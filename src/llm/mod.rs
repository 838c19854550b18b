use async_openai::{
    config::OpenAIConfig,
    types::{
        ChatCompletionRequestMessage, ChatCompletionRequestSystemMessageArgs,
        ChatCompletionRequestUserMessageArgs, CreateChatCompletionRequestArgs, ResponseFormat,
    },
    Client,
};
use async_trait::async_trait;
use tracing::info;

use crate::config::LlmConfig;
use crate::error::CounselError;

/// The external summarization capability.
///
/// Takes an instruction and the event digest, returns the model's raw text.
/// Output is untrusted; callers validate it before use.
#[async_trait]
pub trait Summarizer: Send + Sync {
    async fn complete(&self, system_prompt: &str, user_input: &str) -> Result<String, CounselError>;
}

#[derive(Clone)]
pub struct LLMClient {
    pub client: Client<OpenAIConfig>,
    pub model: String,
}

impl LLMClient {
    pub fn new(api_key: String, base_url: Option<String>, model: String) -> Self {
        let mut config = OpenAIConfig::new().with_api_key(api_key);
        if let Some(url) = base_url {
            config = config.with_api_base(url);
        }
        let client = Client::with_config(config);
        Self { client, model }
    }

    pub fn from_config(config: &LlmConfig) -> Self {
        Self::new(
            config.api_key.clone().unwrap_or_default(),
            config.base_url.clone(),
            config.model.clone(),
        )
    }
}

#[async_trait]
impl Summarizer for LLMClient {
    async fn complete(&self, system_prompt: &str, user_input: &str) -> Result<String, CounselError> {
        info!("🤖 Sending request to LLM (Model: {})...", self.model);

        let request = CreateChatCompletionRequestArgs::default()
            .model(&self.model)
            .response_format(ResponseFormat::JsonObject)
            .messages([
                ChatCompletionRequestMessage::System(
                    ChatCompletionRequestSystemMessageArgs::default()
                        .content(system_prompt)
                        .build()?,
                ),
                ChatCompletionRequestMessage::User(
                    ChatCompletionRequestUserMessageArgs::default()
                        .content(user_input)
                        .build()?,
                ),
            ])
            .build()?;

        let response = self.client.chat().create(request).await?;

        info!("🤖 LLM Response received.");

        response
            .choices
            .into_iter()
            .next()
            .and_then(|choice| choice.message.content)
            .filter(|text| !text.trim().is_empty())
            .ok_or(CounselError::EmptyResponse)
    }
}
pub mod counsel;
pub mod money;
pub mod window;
...
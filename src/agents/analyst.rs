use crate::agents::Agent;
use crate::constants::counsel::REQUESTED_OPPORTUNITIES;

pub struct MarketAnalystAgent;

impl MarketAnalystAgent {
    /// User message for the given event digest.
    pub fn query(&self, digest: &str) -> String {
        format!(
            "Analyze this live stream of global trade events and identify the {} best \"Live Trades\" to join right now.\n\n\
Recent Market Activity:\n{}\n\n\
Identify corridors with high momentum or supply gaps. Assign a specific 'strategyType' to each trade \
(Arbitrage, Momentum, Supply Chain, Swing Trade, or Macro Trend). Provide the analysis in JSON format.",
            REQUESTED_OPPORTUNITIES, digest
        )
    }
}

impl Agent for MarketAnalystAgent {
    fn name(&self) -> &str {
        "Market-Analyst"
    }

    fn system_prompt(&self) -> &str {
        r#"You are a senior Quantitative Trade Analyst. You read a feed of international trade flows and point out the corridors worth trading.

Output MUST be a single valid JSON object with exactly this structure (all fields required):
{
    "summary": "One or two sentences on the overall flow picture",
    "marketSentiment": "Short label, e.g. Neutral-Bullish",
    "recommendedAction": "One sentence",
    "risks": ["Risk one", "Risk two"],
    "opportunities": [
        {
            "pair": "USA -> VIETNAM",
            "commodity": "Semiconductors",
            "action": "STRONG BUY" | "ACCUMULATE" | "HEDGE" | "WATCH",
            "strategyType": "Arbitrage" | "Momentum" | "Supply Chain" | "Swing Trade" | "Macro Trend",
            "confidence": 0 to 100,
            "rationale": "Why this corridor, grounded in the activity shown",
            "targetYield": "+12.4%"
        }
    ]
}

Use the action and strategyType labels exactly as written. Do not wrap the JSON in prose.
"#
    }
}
...
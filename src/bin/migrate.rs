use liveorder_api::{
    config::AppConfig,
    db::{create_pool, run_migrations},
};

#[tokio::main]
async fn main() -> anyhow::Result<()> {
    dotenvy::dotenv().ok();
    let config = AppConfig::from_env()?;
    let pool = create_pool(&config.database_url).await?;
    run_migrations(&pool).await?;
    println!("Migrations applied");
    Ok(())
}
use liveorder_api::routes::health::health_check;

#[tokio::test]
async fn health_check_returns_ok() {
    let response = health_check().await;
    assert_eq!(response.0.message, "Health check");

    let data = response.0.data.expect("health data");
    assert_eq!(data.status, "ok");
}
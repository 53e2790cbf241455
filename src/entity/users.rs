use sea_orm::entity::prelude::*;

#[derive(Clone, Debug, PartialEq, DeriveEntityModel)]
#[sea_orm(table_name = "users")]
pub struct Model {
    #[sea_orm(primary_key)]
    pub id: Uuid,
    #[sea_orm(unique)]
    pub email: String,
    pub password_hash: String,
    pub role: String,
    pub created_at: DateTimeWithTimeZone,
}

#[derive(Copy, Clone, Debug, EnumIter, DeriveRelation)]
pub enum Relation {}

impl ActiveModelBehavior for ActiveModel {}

#### WORK REQUIRED:
In the entries above, how many lines hold the word "ChatCompletionRequestMessage"? State the number only.

#### OUTPUT:
3